### Directions for this task
The answer must consist only of the lines from the line with "pub fn base(&self)" to the line with "f.render_widget(Clear, popup);", both included, exactly as they stand below.

### Material for this exercise
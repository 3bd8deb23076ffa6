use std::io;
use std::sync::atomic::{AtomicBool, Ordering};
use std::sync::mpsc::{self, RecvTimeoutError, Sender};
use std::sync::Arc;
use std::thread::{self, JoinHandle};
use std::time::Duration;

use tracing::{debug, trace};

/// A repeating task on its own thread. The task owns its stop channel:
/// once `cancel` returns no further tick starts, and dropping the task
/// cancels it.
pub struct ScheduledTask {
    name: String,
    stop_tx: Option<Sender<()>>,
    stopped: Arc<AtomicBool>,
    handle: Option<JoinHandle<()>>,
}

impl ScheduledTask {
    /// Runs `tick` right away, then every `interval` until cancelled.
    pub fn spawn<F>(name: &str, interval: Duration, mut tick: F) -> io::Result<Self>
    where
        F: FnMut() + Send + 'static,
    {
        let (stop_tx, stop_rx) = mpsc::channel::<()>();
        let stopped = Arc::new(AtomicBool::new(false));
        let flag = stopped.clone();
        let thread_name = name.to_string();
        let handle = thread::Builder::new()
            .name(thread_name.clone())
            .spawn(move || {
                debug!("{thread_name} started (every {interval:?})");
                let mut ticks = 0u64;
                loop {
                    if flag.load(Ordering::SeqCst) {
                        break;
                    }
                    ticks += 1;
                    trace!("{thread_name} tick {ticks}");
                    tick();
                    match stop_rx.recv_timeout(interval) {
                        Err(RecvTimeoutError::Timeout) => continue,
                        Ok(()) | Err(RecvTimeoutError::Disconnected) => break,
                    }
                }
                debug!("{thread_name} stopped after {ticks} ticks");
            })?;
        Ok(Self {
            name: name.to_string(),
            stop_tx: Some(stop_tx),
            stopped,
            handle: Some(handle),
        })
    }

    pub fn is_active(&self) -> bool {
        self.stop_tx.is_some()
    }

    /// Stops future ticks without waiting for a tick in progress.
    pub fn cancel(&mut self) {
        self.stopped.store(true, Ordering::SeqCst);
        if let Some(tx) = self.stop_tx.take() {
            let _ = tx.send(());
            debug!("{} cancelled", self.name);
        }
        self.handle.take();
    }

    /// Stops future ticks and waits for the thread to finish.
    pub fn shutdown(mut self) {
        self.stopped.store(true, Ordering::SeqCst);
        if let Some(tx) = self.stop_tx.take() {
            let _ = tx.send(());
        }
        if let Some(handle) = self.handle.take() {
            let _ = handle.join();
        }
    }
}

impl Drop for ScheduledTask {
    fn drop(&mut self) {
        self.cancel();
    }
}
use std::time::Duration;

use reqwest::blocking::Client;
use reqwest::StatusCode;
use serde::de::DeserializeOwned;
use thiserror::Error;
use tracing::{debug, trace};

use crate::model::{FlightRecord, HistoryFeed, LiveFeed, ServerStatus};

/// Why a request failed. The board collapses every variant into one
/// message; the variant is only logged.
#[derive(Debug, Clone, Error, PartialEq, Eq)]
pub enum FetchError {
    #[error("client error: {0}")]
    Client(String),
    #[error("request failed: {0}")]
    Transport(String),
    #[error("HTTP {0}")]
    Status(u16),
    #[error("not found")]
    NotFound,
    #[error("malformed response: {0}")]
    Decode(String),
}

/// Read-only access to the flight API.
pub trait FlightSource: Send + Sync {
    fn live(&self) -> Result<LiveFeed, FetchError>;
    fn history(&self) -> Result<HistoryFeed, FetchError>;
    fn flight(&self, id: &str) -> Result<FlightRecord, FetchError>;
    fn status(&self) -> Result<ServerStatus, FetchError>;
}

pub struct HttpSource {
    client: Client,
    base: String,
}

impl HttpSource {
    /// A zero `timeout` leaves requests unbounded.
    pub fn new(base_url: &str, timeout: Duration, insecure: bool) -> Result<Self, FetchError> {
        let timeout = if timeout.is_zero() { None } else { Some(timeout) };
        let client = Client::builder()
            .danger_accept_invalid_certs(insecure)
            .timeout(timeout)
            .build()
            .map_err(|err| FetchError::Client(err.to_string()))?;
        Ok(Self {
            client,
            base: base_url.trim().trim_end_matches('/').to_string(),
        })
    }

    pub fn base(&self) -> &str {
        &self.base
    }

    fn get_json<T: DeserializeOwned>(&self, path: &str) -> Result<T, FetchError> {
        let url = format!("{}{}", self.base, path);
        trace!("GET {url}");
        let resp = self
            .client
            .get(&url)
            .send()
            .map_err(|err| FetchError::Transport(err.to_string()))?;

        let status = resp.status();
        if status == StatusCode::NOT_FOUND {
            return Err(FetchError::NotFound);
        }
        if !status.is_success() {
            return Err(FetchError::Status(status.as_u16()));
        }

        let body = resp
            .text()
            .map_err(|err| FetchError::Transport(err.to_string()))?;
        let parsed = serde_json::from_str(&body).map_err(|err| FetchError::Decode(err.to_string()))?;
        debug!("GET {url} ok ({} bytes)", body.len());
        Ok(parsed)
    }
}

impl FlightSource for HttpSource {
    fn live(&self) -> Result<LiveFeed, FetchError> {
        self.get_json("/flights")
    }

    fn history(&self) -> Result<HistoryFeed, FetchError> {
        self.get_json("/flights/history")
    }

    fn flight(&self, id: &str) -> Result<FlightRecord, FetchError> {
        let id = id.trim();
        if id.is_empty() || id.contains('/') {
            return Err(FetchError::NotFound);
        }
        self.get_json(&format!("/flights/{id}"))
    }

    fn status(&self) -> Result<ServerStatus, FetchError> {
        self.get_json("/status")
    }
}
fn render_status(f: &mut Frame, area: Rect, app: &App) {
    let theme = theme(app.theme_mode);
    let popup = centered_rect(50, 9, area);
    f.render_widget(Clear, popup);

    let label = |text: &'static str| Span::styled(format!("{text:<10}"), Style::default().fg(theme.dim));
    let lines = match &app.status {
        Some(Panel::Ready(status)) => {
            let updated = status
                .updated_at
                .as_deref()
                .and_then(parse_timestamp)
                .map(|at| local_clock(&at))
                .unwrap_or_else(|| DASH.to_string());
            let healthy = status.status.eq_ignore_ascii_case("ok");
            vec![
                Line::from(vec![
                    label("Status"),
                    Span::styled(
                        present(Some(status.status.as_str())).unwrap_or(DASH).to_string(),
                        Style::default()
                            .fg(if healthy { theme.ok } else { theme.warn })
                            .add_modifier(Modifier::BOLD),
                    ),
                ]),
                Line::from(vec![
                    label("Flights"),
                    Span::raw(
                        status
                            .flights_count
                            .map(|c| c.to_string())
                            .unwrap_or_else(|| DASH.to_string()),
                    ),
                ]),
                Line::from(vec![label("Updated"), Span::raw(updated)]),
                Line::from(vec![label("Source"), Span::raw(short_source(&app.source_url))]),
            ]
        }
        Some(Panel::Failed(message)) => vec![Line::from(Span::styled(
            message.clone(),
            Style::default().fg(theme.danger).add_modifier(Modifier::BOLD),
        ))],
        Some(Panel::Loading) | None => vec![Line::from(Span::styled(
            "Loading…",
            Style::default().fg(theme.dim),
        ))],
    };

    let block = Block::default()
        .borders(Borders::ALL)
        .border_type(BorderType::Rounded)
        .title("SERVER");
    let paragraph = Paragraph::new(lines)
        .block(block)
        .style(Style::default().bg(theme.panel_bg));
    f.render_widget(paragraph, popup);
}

### Task solution
    pub fn base(&self) -> &str {
        &self.base
    }

    fn get_json<T: DeserializeOwned>(&self, path: &str) -> Result<T, FetchError> {
        let url = format!("{}{}", self.base, path);
        trace!("GET {url}");
        let resp = self
            .client
            .get(&url)
            .send()
            .map_err(|err| FetchError::Transport(err.to_string()))?;

        let status = resp.status();
        if status == StatusCode::NOT_FOUND {
            return Err(FetchError::NotFound);
        }
        if !status.is_success() {
            return Err(FetchError::Status(status.as_u16()));
        }

        let body = resp
            .text()
            .map_err(|err| FetchError::Transport(err.to_string()))?;
        let parsed = serde_json::from_str(&body).map_err(|err| FetchError::Decode(err.to_string()))?;
        debug!("GET {url} ok ({} bytes)", body.len());
        Ok(parsed)
    }
}

impl FlightSource for HttpSource {
    fn live(&self) -> Result<LiveFeed, FetchError> {
        self.get_json("/flights")
    }

    fn history(&self) -> Result<HistoryFeed, FetchError> {
        self.get_json("/flights/history")
    }

    fn flight(&self, id: &str) -> Result<FlightRecord, FetchError> {
        let id = id.trim();
        if id.is_empty() || id.contains('/') {
            return Err(FetchError::NotFound);
        }
        self.get_json(&format!("/flights/{id}"))
    }

    fn status(&self) -> Result<ServerStatus, FetchError> {
        self.get_json("/status")
    }
}
fn render_status(f: &mut Frame, area: Rect, app: &App) {
    let theme = theme(app.theme_mode);
    let popup = centered_rect(50, 9, area);
    f.render_widget(Clear, popup);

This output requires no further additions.